Ci vuole, insomma, un coordinamento delle Regioni, su cui insiste anche Ippolito: “Le malattie infettive non rispettano i confini regionali e la risposta richiede conoscenza dei dati e rapidità di intervento. Una cosa difficile con venti, anzi ventuno servizi sanitari differenti tra loro, anche se alcuni hanno fatto molto bene. Il coordinamento interregionale per la prevenzione esiste, ma non sono sicuro sia sufficiente. Ci vuole un’azione forte da parte dello Stato”.

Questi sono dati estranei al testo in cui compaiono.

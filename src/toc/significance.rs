use crate::toc::outline::Outline;
use serde::Serialize;
use serde_json::Value;
use std::collections::{BTreeMap, BTreeSet};

pub const MAX_SIGNIFICANCE: f64 = 10.0;
pub const NEUTRAL_SIGNIFICANCE: f64 = 5.0;
pub const INITIAL_SUMMARY: &str = "Initial version";
pub const MINOR_SUMMARY: &str = "Minor changes";

#[derive(Debug, Clone, PartialEq, Serialize)]
pub struct ChangeScore {
    pub significance: f64,
    pub summary: String,
    pub added: usize,
    pub removed: usize,
    pub level_changes: usize,
}

impl ChangeScore {
    fn initial() -> Self {
        Self {
            significance: MAX_SIGNIFICANCE,
            summary: INITIAL_SUMMARY.to_string(),
            added: 0,
            removed: 0,
            level_changes: 0,
        }
    }

    fn neutral(reason: &str) -> Self {
        Self {
            significance: NEUTRAL_SIGNIFICANCE,
            summary: format!("Unable to score change: {reason}"),
            added: 0,
            removed: 0,
            level_changes: 0,
        }
    }
}

fn first_levels(outline: &Outline) -> BTreeMap<&str, usize> {
    let mut out = BTreeMap::new();
    for section in outline {
        out.entry(section.title.as_str()).or_insert(section.level);
    }
    out
}

fn malformed_reason(outline: &Outline) -> Option<String> {
    outline.iter().enumerate().find_map(|(idx, section)| {
        if section.title.trim().is_empty() {
            Some(format!("section {idx} has no title"))
        } else if section.level == 0 {
            Some(format!("section {idx} has level 0"))
        } else {
            None
        }
    })
}

/// Scores how disruptive the change from `previous` to `current` was.
///
/// A missing predecessor is the baseline and scores the maximum. Malformed
/// outlines get the neutral score instead of an error so that one bad
/// snapshot does not stop a whole history.
pub fn score_change(current: &Outline, previous: Option<&Outline>) -> ChangeScore {
    let Some(previous) = previous else {
        return ChangeScore::initial();
    };
    if let Some(reason) = malformed_reason(current).or_else(|| malformed_reason(previous)) {
        return ChangeScore::neutral(&reason);
    }

    let current_levels = first_levels(current);
    let previous_levels = first_levels(previous);
    let current_titles: BTreeSet<&str> = current_levels.keys().copied().collect();
    let previous_titles: BTreeSet<&str> = previous_levels.keys().copied().collect();

    let added = current_titles.difference(&previous_titles).count();
    let removed = previous_titles.difference(&current_titles).count();
    let level_changes = current_levels
        .iter()
        .filter(|(title, level)| {
            previous_levels
                .get(*title)
                .is_some_and(|prev| prev != *level)
        })
        .count();

    let total_changes = added + removed;
    let raw = (total_changes * 2 + level_changes * 3) as f64 / 2.0;
    let significance = raw.min(MAX_SIGNIFICANCE);

    let mut parts = Vec::new();
    if added > 0 {
        parts.push(format!("Added {added} section(s)"));
    }
    if removed > 0 {
        parts.push(format!("Removed {removed} section(s)"));
    }
    if level_changes > 0 {
        parts.push(format!("Changed level of {level_changes} section(s)"));
    }
    let summary = if parts.is_empty() {
        MINOR_SUMMARY.to_string()
    } else {
        parts.join(", ")
    };

    ChangeScore {
        significance,
        summary,
        added,
        removed,
        level_changes,
    }
}

/// Same as [`score_change`] for loosely shaped records.
pub fn score_change_value(current: &Value, previous: Option<&Value>) -> ChangeScore {
    let current = match Outline::from_value(current) {
        Ok(outline) => outline,
        Err(err) => return ChangeScore::neutral(&format!("current {err}")),
    };
    let Some(previous) = previous else {
        return score_change(&current, None);
    };
    match Outline::from_value(previous) {
        Ok(previous) => score_change(&current, Some(&previous)),
        Err(err) => ChangeScore::neutral(&format!("previous {err}")),
    }
}
use crate::error::TocError;
use crate::toc::assembler::{Assembler, AssemblerConfig, FeedOutcome, History, RevisionInput};
use crate::toc::warn;
use crate::wiki::{RevisionSource, TimeWindow};
use anyhow::{Result, anyhow};

#[derive(Debug, Clone)]
pub struct Reconstruction {
    pub history: History,
    pub listed: usize,
    pub fetched: usize,
    pub fetch_failures: usize,
    pub skipped: usize,
}

/// Lists the page's revisions in `window`, fetches the ones the sampling
/// policy could keep, and assembles the history.
///
/// A failed listing is fatal. A failed fetch only loses that revision; the
/// run fails when nothing at all could be retained.
pub fn reconstruct<S: RevisionSource + ?Sized>(
    source: &S,
    page: &str,
    window: &TimeWindow,
    cfg: &AssemblerConfig,
) -> Result<Reconstruction> {
    let mut metas = match source.list_revisions(page, window) {
        Ok(metas) => metas,
        Err(err) => {
            let not_found = matches!(
                err.downcast_ref::<TocError>(),
                Some(TocError::PageNotFound(_))
            );
            if not_found {
                return Err(err);
            }
            return Err(anyhow!(TocError::RetrievalFailure(format!(
                "listing revisions of `{page}` from {}: {err:#}",
                source.describe()
            ))));
        }
    };
    metas.sort_by(|a, b| a.timestamp.cmp(&b.timestamp));
    log::info!(
        "event=revisions_listed page={} count={} source={}",
        page,
        metas.len(),
        source.describe()
    );

    let mut assembler = Assembler::new(cfg.clone());
    let mut fetched = 0usize;
    let mut fetch_failures = 0usize;
    let mut skipped = 0usize;

    for meta in &metas {
        if !assembler.wants(&meta.timestamp) {
            continue;
        }
        let text = match source.fetch_content(&meta.source_id) {
            Ok(text) => {
                fetched += 1;
                text
            }
            Err(err) => {
                fetch_failures += 1;
                warn::emit(
                    "fetch_failed",
                    "fetch",
                    &meta.source_id,
                    "content unavailable",
                    &format!("{err:#}"),
                );
                continue;
            }
        };

        let outcome = assembler.feed(RevisionInput {
            timestamp: meta.timestamp,
            source_id: meta.source_id.clone(),
            text,
        });
        match outcome {
            FeedOutcome::Retained { key } => {
                log::info!(
                    "event=snapshot_retained key={} source_id={}",
                    key,
                    meta.source_id
                );
            }
            FeedOutcome::Skipped(reason) => {
                skipped += 1;
                warn::emit("parse_skip", "assemble", &meta.source_id, reason.label(), "");
            }
            FeedOutcome::Processed { significance } => {
                log::debug!(
                    "event=snapshot_below_threshold source_id={} significance={}",
                    meta.source_id,
                    significance
                );
            }
            FeedOutcome::NotWanted | FeedOutcome::Closed => {}
        }
    }

    let history = assembler.finish();
    if history.is_empty() {
        if fetched == 0 && fetch_failures > 0 {
            return Err(anyhow!(TocError::RetrievalFailure(format!(
                "all {fetch_failures} content fetches for `{page}` failed"
            ))));
        }
        return Err(anyhow!(TocError::NoUsableSnapshots {
            page: page.to_string()
        }));
    }

    Ok(Reconstruction {
        history,
        listed: metas.len(),
        fetched,
        fetch_failures,
        skipped,
    })
}

#[cfg(test)]
mod tests {
    use super::*;
    use crate::toc::config::SamplingMode;
    use crate::toc::rename::RenameDetectionConfig;
    use crate::wiki::RevisionMeta;
    use chrono::{TimeZone, Utc};
    use chrono_tz::Tz;
    use std::cell::RefCell;

    struct FakeSource {
        revisions: Vec<(RevisionMeta, Result<Option<String>, String>)>,
        fetched: RefCell<Vec<String>>,
        list_error: bool,
    }

    impl FakeSource {
        fn new(list_error: bool) -> Self {
            Self {
                revisions: Vec::new(),
                fetched: RefCell::new(Vec::new()),
                list_error,
            }
        }

        fn with(mut self, year: i32, month: u32, id: &str, content: Result<Option<&str>, &str>) -> Self {
            let meta = RevisionMeta {
                timestamp: Utc
                    .with_ymd_and_hms(year, month, 1, 0, 0, 0)
                    .single()
                    .expect("ts"),
                source_id: id.to_string(),
            };
            let content = content
                .map(|c| c.map(ToOwned::to_owned))
                .map_err(ToOwned::to_owned);
            self.revisions.push((meta, content));
            self
        }
    }

    impl RevisionSource for FakeSource {
        fn describe(&self) -> String {
            "fake".to_string()
        }

        fn list_revisions(&self, _page: &str, _window: &TimeWindow) -> Result<Vec<RevisionMeta>> {
            if self.list_error {
                anyhow::bail!("connection refused");
            }
            // newest first, to check the driver sorts
            Ok(self.revisions.iter().rev().map(|(m, _)| m.clone()).collect())
        }

        fn fetch_content(&self, source_id: &str) -> Result<Option<String>> {
            self.fetched.borrow_mut().push(source_id.to_string());
            let (_, content) = self
                .revisions
                .iter()
                .find(|(m, _)| m.source_id == source_id)
                .ok_or_else(|| anyhow!("unknown id"))?;
            content.clone().map_err(|e| anyhow!(e))
        }
    }

    fn cfg() -> AssemblerConfig {
        AssemblerConfig {
            mode: SamplingMode::Yearly,
            start_year: 2019,
            end_year: 2021,
            significance_threshold: 5.0,
            timezone: Tz::UTC,
            rename: RenameDetectionConfig::default(),
            marker: '=',
        }
    }

    fn window() -> TimeWindow {
        TimeWindow::from_years(2019, 2021, Tz::UTC).expect("window")
    }

    #[test]
    fn yearly_run_fetches_only_candidates() {
        let source = FakeSource::new(false)
            .with(2019, 1, "1", Ok(Some("==A==")))
            .with(2019, 5, "2", Ok(Some("==A==\n==B==")))
            .with(2020, 1, "3", Err("timeout"))
            .with(2020, 2, "4", Ok(Some("==A==\n==C==")));

        let out = reconstruct(&source, "Page", &window(), &cfg()).expect("reconstruct");
        assert_eq!(out.listed, 4);
        assert_eq!(out.fetched, 2);
        assert_eq!(out.fetch_failures, 1);
        assert_eq!(out.history.len(), 2);
        assert_eq!(*source.fetched.borrow(), vec!["1", "3", "4"]);
        assert_eq!(out.history.get("2020").expect("2020").source_id, "4");
    }

    #[test]
    fn list_failure_is_retrieval_failure() {
        let source = FakeSource::new(true);
        let err = reconstruct(&source, "Page", &window(), &cfg()).expect_err("fails");
        assert!(matches!(
            err.downcast_ref::<TocError>(),
            Some(TocError::RetrievalFailure(_))
        ));
    }

    #[test]
    fn all_fetches_failing_is_retrieval_failure() {
        let source = FakeSource::new(false)
            .with(2019, 1, "1", Err("boom"))
            .with(2020, 1, "2", Err("boom"));
        let err = reconstruct(&source, "Page", &window(), &cfg()).expect_err("fails");
        assert!(matches!(
            err.downcast_ref::<TocError>(),
            Some(TocError::RetrievalFailure(_))
        ));
    }

    #[test]
    fn nothing_parseable_is_no_usable_snapshots() {
        let source = FakeSource::new(false)
            .with(2019, 1, "1", Ok(None))
            .with(2020, 1, "2", Ok(Some("no headings here")));
        let err = reconstruct(&source, "Page", &window(), &cfg()).expect_err("fails");
        assert!(matches!(
            err.downcast_ref::<TocError>(),
            Some(TocError::NoUsableSnapshots { .. })
        ));
    }
}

A questo proposito, gli autori dell’editoriale forniscono una serie di raccomandazioni che qui riassumiamo e che vanno dal mettere in atto rigorose procedure operative per la sorveglianza (in modo da uniformare la raccolta dati e la risposta all’epidemia) al garantire l’inter-operatività dei sistemi informativi regionali (che spesso oggi hanno difficoltà a parlare fra loro), dall’adeguamento alla nuova fase delle piattaforme di sorveglianza al potenziamento di una rete di sorveglianza dei sintomi influenzali su scala nazionale basata su una rete di medici di medicina generale, pediatri e accessi al pronto soccorso. Dal potenziamento dei dipartimenti di prevenzione alla messa a punto di una comunicazione rapida, chiara ed efficiente. Dall’esplorazione di metodi innovativi di identificazione precoce dei focolai al potenziamento delle capacità diagnostiche. Per quanto riguarda l’organizzazione del lavoro, si propone il mantenimento di una struttura modulare e flessibile nelle ASL per una risposta veloce nel caso di nuova emergenza, il potenziamento di attività di formazione, la predisposizione di attività di sorveglianza e screening delle popolazioni ad alto rischio, l’accesso ai dati della sorveglianza nazionale alla comunità scientifica. Infine, sul piano dei comportamenti, il mantenimento delle misure igieniche e comportamentali (dal distanziamento all’uso delle mascherine alla sanificazione degli ambienti) accompagnate da adeguate campagne informative e il monitoraggio della disponibilità dei dispositivi individuali di protezione.